=== Begin Enclosure ===

/// IF(c, t[, f]) compiles to
/// `c tAttrIf(t+4) t tAttrSkip(f+7) f tAttrSkip(3) tFuncVar(IF)`,
/// or without a false branch `c tAttrIf(t+4) t tAttrSkip(3) tFuncVar(IF)`.
/// Jump distances count the bytes after the attribute token.
fn emit_if(args: &[Node], out: &mut Vec<Ptg>) -> XlsResult<()> {
    emit(&args[0], OperandClass::Value, out)?;
    let if_index = out.len();
    out.push(Ptg::Attr(AttrPtg::if_attr(0)));
    emit(&args[1], OperandClass::Reference, out)?;
    let skip_after_true = out.len();
    out.push(Ptg::Attr(AttrPtg::skip(0)));
    let true_size = token_span_size(&out[if_index + 1..skip_after_true])?;
    out[if_index] = Ptg::Attr(AttrPtg::if_attr(true_size + 4));

    if let Some(false_arg) = args.get(2) {
        emit(false_arg, OperandClass::Reference, out)?;
        let skip_after_false = out.len();
        out.push(Ptg::Attr(AttrPtg::skip(3)));
        let false_size = token_span_size(&out[skip_after_true + 1..skip_after_false])?;
        out[skip_after_true] = Ptg::Attr(AttrPtg::skip(false_size + 4 + 3));
    } else {
        out[skip_after_true] = Ptg::Attr(AttrPtg::skip(3));
    }
    out.push(Ptg::FuncVar {
        class: OperandClass::Value,
        arg_count: args.len() as u8,
        index: FUNCTION_INDEX_IF,
    });
    Ok(())
}
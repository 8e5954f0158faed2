//! Formula evaluation against workbooks built through the public API.

use litchi_xls::eval::is_function_supported;
use litchi_xls::{CellValue, ErrorCode, EvaluationOptions, FormulaEvaluator, Workbook, XlsError};

/// One sheet named `Sheet1` filled from `(a1, content)` pairs. Content
/// starting with `=` is a formula, numbers are numbers, anything else text.
fn sheet_with(cells: &[(&str, &str)]) -> Workbook {
    let mut book = Workbook::create();
    let sheet = book.create_sheet("Sheet1").unwrap();
    for &(at, content) in cells {
        let (row, col) = a1(at);
        match content.strip_prefix('=') {
            Some(formula) => book.set_cell_formula(sheet, row, col, formula).unwrap(),
            None => match content.parse::<f64>() {
                Ok(n) => book.set_cell_number(sheet, row, col, n).unwrap(),
                Err(_) => book.set_cell_string(sheet, row, col, content).unwrap(),
            },
        }
    }
    book
}

fn a1(at: &str) -> (u32, u16) {
    let split = at.find(|c: char| c.is_ascii_digit()).unwrap();
    let col = at[..split].bytes().fold(0u16, |acc, b| acc * 26 + u16::from(b - b'A' + 1)) - 1;
    let row = at[split..].parse::<u32>().unwrap() - 1;
    (row, col)
}

fn eval(book: &Workbook, at: &str) -> CellValue {
    let (row, col) = a1(at);
    FormulaEvaluator::new().evaluate(book, 0, row, col).unwrap()
}

#[test]
fn test_simple_arithmetic_scenario() {
    let book = sheet_with(&[("A1", "5"), ("B1", "=A1*2+1")]);
    assert_eq!(eval(&book, "B1"), CellValue::Number(11.0));
}

#[test]
fn test_countif_scenario() {
    let book = sheet_with(&[
        ("A1", "3"),
        ("A2", "5"),
        ("A3", "7"),
        ("A4", "9"),
        ("A5", "x"),
        ("B1", "=COUNTIF(A1:A5,\">5\")"),
        ("B2", "=SUMIF(A1:A5,\">5\")"),
        ("B3", "=COUNTIF(A1:A5,\"<>5\")"),
    ]);
    assert_eq!(eval(&book, "B1"), CellValue::Number(2.0));
    assert_eq!(eval(&book, "B2"), CellValue::Number(16.0));
    assert_eq!(eval(&book, "B3"), CellValue::Number(4.0));
}

#[test]
fn test_countif_compares_numeric_text_as_numbers() {
    let mut book = sheet_with(&[("A2", "7"), ("A3", "3"), ("B1", "=COUNTIF(A1:A3,\">5\")")]);
    book.set_cell_string(0, 0, 0, "9").unwrap();
    book.set_cell_formula(0, 1, 1, "COUNTIF(A1:A3,\"<=9\")").unwrap();
    book.set_cell_formula(0, 2, 1, "COUNTIF(A1:A3,\"<>9\")").unwrap();
    assert_eq!(eval(&book, "B1"), CellValue::Number(2.0));
    assert_eq!(eval(&book, "B2"), CellValue::Number(3.0));
    assert_eq!(eval(&book, "B3"), CellValue::Number(2.0));
}

#[test]
fn test_relational_coercion() {
    let book = sheet_with(&[
        ("A1", "=TRUE>5"),
        ("A2", "=\"\"=Z99"),
        ("A3", "=Z99=0"),
        ("A4", "=\"abc\">999"),
        ("A5", "=TRUE>\"zzz\""),
        ("A6", "=FALSE=Z99"),
        ("A7", "=Z99<1"),
        ("A8", "=Z99>-1"),
        ("A9", "=\"apple\"<\"Banana\""),
    ]);
    for cell in ["A1", "A2", "A3", "A4", "A5", "A6", "A7", "A8", "A9"] {
        assert_eq!(eval(&book, cell), CellValue::Bool(true), "{cell}");
    }
}

#[test]
fn test_errors_are_values() {
    let book = sheet_with(&[
        ("A1", "=1/0"),
        ("A2", "=A1+1"),
        ("A3", "=\"abc\"+1"),
        ("A5", "=\"x\"&A1"),
        ("A6", "=IF(TRUE,1,A1)"),
    ]);
    assert_eq!(eval(&book, "A1"), CellValue::Error(ErrorCode::Div0));
    assert_eq!(eval(&book, "A2"), CellValue::Error(ErrorCode::Div0));
    assert_eq!(eval(&book, "A3"), CellValue::Error(ErrorCode::Value));
    assert_eq!(eval(&book, "A5"), CellValue::Error(ErrorCode::Div0));
    assert_eq!(eval(&book, "A6"), CellValue::Number(1.0));
}

#[test]
fn test_unknown_function_is_rejected_when_parsing() {
    let mut book = sheet_with(&[]);
    let err = book.set_cell_formula(0, 0, 0, "NOSUCHFN(1)").unwrap_err();
    assert!(matches!(err, XlsError::InvalidFormula(_)), "{err}");
    assert!(book.sheet(0).unwrap().cell(0, 0).is_none());
}

#[test]
fn test_cycle_detection() {
    let book = sheet_with(&[("A1", "=B1+1"), ("B1", "=A1+1"), ("C1", "=A1")]);
    let mut evaluator = FormulaEvaluator::new();
    for (row, col) in [(0, 0), (0, 1), (0, 2)] {
        let err = evaluator.evaluate(&book, 0, row, col).unwrap_err();
        assert!(matches!(err, XlsError::CircularReference { .. }), "{err}");
    }
}

#[test]
fn test_cache_is_stale_until_cleared() {
    let mut book = sheet_with(&[("A1", "5"), ("B1", "=A1*2+1")]);
    let mut evaluator = FormulaEvaluator::new();
    assert_eq!(evaluator.evaluate(&book, 0, 0, 1).unwrap(), CellValue::Number(11.0));

    book.set_cell_number(0, 0, 0, 100.0).unwrap();
    assert_eq!(evaluator.evaluate(&book, 0, 0, 1).unwrap(), CellValue::Number(11.0));

    evaluator.clear_all_cached_results();
    assert_eq!(evaluator.evaluate(&book, 0, 0, 1).unwrap(), CellValue::Number(201.0));

    let mut fresh = FormulaEvaluator::with_options(EvaluationOptions::new().with_cache_results(false));
    book.set_cell_number(0, 0, 0, 1.0).unwrap();
    assert_eq!(fresh.evaluate(&book, 0, 0, 1).unwrap(), CellValue::Number(3.0));
}

#[test]
fn test_cross_sheet_and_named_references() {
    let mut book = Workbook::create();
    let data = book.create_sheet("Data").unwrap();
    let report = book.create_sheet("Report").unwrap();
    for row in 0..4u32 {
        book.set_cell_number(data, row, 0, f64::from(row + 1)).unwrap();
    }
    let name = book.create_name("Values", None).unwrap();
    book.set_name_formula(name, "Data!$A$1:$A$4").unwrap();
    book.set_cell_formula(report, 0, 0, "SUM(Data!A1:A4)").unwrap();
    book.set_cell_formula(report, 1, 0, "SUM(Values)*2").unwrap();
    book.set_cell_formula(report, 2, 0, "AVERAGE(Data!A1:A4)").unwrap();

    let mut evaluator = FormulaEvaluator::new();
    assert_eq!(evaluator.evaluate(&book, report, 0, 0).unwrap(), CellValue::Number(10.0));
    assert_eq!(evaluator.evaluate(&book, report, 1, 0).unwrap(), CellValue::Number(20.0));
    assert_eq!(evaluator.evaluate(&book, report, 2, 0).unwrap(), CellValue::Number(2.5));
}

#[test]
fn test_cached_results_survive_a_round_trip() {
    let mut book = sheet_with(&[
        ("A1", "4"),
        ("B1", "=SQRT(A1)"),
        ("C1", "=UPPER(\"done\")"),
        ("D1", "=A1>3"),
        ("E1", "=A1/0"),
    ]);
    let mut evaluator = FormulaEvaluator::new();
    assert_eq!(evaluator.evaluate_all_formula_cells(&mut book).unwrap(), 4);

    let reread = Workbook::from_bytes(&book.to_bytes().unwrap()).unwrap();
    let sheet = reread.sheet(0).unwrap();
    let upper = sheet.cell(0, 2).unwrap().as_formula().unwrap();
    assert_eq!(upper.cached_string(), Some("DONE"));
    assert_eq!(reread.cell_formula(0, 0, 1).as_deref(), Some("SQRT(A1)"));
}

#[test]
fn test_supported_functions() {
    for name in ["SUM", "IF", "COUNTIF", "SUMIF", "CHOOSE", "CONCATENATE", "ROUND"] {
        assert!(is_function_supported(name), "{name}");
    }
    assert!(!is_function_supported("VLOOKUP"));
}

/// `A1 = 1` and `A{n} = A{n-1}+1` down to row `length`.
fn chain(length: u32) -> Workbook {
    let mut book = sheet_with(&[("A1", "1")]);
    for row in 1..length {
        book.set_cell_formula(0, row, 0, &format!("A{}+1", row)).unwrap();
    }
    book
}

#[test]
fn test_deep_chain_at_default_options() {
    let book = chain(3000);

    let err = FormulaEvaluator::new().evaluate(&book, 0, 2999, 0).unwrap_err();
    assert!(matches!(err, XlsError::EvaluationDepthExceeded { limit: 1024 }), "{err}");

    // Cached prefixes shorten the walk of later requests.
    let mut evaluator = FormulaEvaluator::new();
    for row in [999, 1999, 2999] {
        let value = evaluator.evaluate(&book, 0, row, 0).unwrap();
        assert_eq!(value, CellValue::Number(f64::from(row + 1)));
    }

    let mut evaluator = FormulaEvaluator::with_options(EvaluationOptions::new().with_max_depth(4000));
    assert_eq!(evaluator.evaluate(&book, 0, 2999, 0).unwrap(), CellValue::Number(3000.0));
}
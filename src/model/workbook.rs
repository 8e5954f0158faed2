//! Workbook model: globals, sheet directory and substreams.

use super::defaults::workbook_prologue;
use super::shared_strings::SharedStrings;
use super::sheet::{DEFAULT_XF_INDEX, Sheet};
use crate::aggregates::row_blocks::{CellRecord, FormulaCell};
use crate::aggregates::{LinkTable, RecordAggregate, RecordStream};
use crate::common::error::{XlsError, XlsResult};
use crate::config::ReadOptions;
use crate::eval::{EvaluationCell, EvaluationWorkbook};
use crate::formula::{
    ErrorCode, Formula, FormulaContext, Ptg, parse_formula, to_formula_string,
};
use crate::records::{
    BoolErrRecord, BoolErrValue, BoundSheetRecord, CellHeader, ExtSstRecord, FileSharingRecord,
    FormulaRecord, LabelSstRecord, NameRecord, NumberRecord, PasswordRecord, Record,
    Window2Flags, decode_record, sid, validate_sheet_name,
};
use crate::records::{CountingWriter, MAX_SHEET_NAME_LEN};
use log::{debug, warn};
use std::collections::HashMap;
use std::io::{Read, Write};
use std::ops::RangeInclusive;

/// One slot of the workbook globals.
#[derive(Debug, Clone, PartialEq)]
pub enum GlobalItem {
    Record(Record),
    /// The run of BOUNDSHEET records, one per substream.
    BoundSheets,
    LinkTable,
    SharedStrings,
    /// EXTSST, rebuilt from the SST on every write.
    ExtSst,
}

/// A substream after the globals.
#[derive(Debug, Clone, PartialEq)]
pub enum SheetStream {
    Worksheet(Sheet),
    /// Chart, macro and module sheets, kept as read.
    Opaque(Vec<Record>),
}

impl SheetStream {
    fn serialized_size(&self) -> usize {
        match self {
            SheetStream::Worksheet(sheet) => sheet.serialized_size(),
            SheetStream::Opaque(records) => records.iter().map(Record::serialized_size).sum(),
        }
    }
}

/// A BIFF8 workbook stream.
#[derive(Debug, Clone, PartialEq)]
pub struct Workbook {
    items: Vec<GlobalItem>,
    boundsheets: Vec<BoundSheetRecord>,
    sheets: Vec<SheetStream>,
    link_table: Option<LinkTable>,
    sst: SharedStrings,
}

=== End Enclosure ===

=== EXERCISE GOAL ===
Look through the material above and pick out each line holding the word "tAttrSkip".

=== SOLUTION TO THIS PROBLEM ===
/// `c tAttrIf(t+4) t tAttrSkip(f+7) f tAttrSkip(3) tFuncVar(IF)`,
/// or without a false branch `c tAttrIf(t+4) t tAttrSkip(3) tFuncVar(IF)`.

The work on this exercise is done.